When Mrs. Lovett sings of herself as a woman of "limited wind," she ain't kidding when Bonham Carter is inhabiting her role. I found myself in the surprising position of wishing they'd cut more of the music, because when Bonham Carter sings Lovett's wistful fantasy "By the Sea," it brings the film to a dead halt, saved only by the fact that Depp keeps Sweeney's intensity in silence throughout Lovett's colorful dream sequence. If only Depp had a partner who could really deliver.

Unfortunately, a lot of the laughs of the great "A Little Priest" get lost in Bonham Carter's delivery. Burton in general has chosen to emphasize the bleak and the bloody over the dark humored throughout the adaptation, but this Sweeney Todd still could have worked and, in fact, mostly does.

It's just Helena Bonham Carter who sticks out like a sore thumb. The other casting choices are quite good. Alan Rickman and Timothy Spall as Judge Turpin and his faithful Beadle Bamford are more sinister than in any stage version I've seen. Bamford usually comes off as more oaf than bad guy on stage, but he's a true villain here.

Jamie Campbell Bower and Jayne Wisner as the thwarted lovers Anthony and Johanna perform quite well and don't interfere much with the action. The real find and the best decision made for the movie is by casting the role of Toby with a boy (Edward Sanders) instead of as a slow-witted young adult, so it makes his eventual actions all the more horrifying.

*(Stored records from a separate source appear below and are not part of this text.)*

// src/models/mod.rs

//! Domain models for the results monitor.
//!
//! This module contains all data structures used throughout the application,
//! organized by their primary purpose.

mod cursor;
mod reference;
mod stats;
mod tracked;

// Re-export all public types
pub use cursor::Cursor;
pub use reference::{DateSource, DocumentReference};
pub use stats::{MonitorState, MonitorStats};
pub use tracked::TrackedDocument;
// src/models/cursor.rs

//! Persisted resume cursor.

use chrono::{DateTime, Utc};
use serde::{Deserialize, Serialize};

use super::{DateSource, DocumentReference};

/// Pointer to the most recently processed document reference.
///
/// At most one cursor exists. It moves only forward in publication order
/// (smaller listing position, or later header date), except via an explicit
/// `--start-from` override.
#[derive(Debug, Clone, PartialEq, Eq, Serialize, Deserialize)]
pub struct Cursor {
    pub filename: String,
    pub title: String,
    pub url: String,

    /// Header date when `date_source` is `http_header`, otherwise the time
    /// the cursor was recorded.
    pub timestamp: DateTime<Utc>,

    /// Listing position the reference held when processed
    pub position: usize,

    pub date_source: DateSource,
}

impl Cursor {
    /// Build a cursor from a processed reference.
    pub fn from_reference(reference: &DocumentReference, now: DateTime<Utc>) -> Self {
        Self {
            filename: reference.filename.clone(),
            title: reference.title.clone(),
            url: reference.url.clone(),
            timestamp: reference.published.unwrap_or(now),
            position: reference.position,
            date_source: reference.date_source,
        }
    }

    /// Build an override cursor from a raw position supplied by the caller.
    ///
    /// Everything at a lower position (more recent) becomes eligible again,
    /// and with an empty `url` so does the item holding the start position
    /// itself, via the replaced-slot rule in `is_after`.
    pub fn override_at(position: usize, url: impl Into<String>) -> Self {
        let url = url.into();
        Self {
            filename: String::new(),
            title: String::new(),
            url,
            timestamp: Utc::now(),
            position,
            date_source: DateSource::ListingPosition,
        }
    }
}

#[cfg(test)]
mod tests {
    use super::*;

    #[test]
    fn from_reference_uses_published_date_when_present() {
        let now = Utc::now();
        let published = now - chrono::Duration::days(3);
        let reference = DocumentReference::new(
            "http://x/a.pdf".into(),
            "A".into(),
            "a.pdf".into(),
            2,
        )
        .with_published(published);

        let cursor = Cursor::from_reference(&reference, now);
        assert_eq!(cursor.timestamp, published);
        assert_eq!(cursor.position, 2);
        assert_eq!(cursor.date_source, DateSource::HttpHeader);
    }

    #[test]
    fn override_includes_the_start_position_itself() {
        let cursor = Cursor::override_at(3, "");

        let at_start =
            DocumentReference::new("http://x/c.pdf".into(), "C".into(), "c.pdf".into(), 3);
        let newer = DocumentReference::new("http://x/b.pdf".into(), "B".into(), "b.pdf".into(), 1);
        let older = DocumentReference::new("http://x/d.pdf".into(), "D".into(), "d.pdf".into(), 4);

        assert!(at_start.is_after(&cursor));
        assert!(newer.is_after(&cursor));
        assert!(!older.is_after(&cursor));
    }

    #[test]
    fn from_reference_falls_back_to_now() {
        let now = Utc::now();
        let reference =
            DocumentReference::new("http://x/a.pdf".into(), "A".into(), "a.pdf".into(), 0);

        let cursor = Cursor::from_reference(&reference, now);
        assert_eq!(cursor.timestamp, now);
        assert_eq!(cursor.date_source, DateSource::ListingPosition);
    }
}
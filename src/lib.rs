// src/lib.rs

//! ipu-watch Library
//!
//! Monitors a university exam-results listing page, downloads newly
//! published PDFs, deduplicates by content hash, and deletes downloads
//! after a fixed retention window.

pub mod config;
pub mod error;
pub mod models;
pub mod pipeline;
pub mod services;
pub mod storage;
pub mod utils;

Even better, this kid who I've never seen before saves "Nothing's Gonna Harm You," his duet with Lovett, and shows once again what a poor choice Bonham Carter is.


Labels: , , , , , ,


Comments:
Ed, I'm glad I'm not the only one who felt Helena Bonham Carter was supremely miscast (she must have the greatest punany since Deborah Kerr). While I think no one can touch Ms. Lansbury as Mrs. Lovett, I didn't go in with that chip on my shoulder; I liked Patti LuPone's take on Broadway. Depp's shortcomings as a singer are greatly assisted by his ability to sell the character. Bonham Carter has no such savior. She isn't the first actress cast because she was banging the director (Nancy Allen made a career out of it), but that still doesn't explain Sondheim's approval. Isn't he immune to womanly wiles?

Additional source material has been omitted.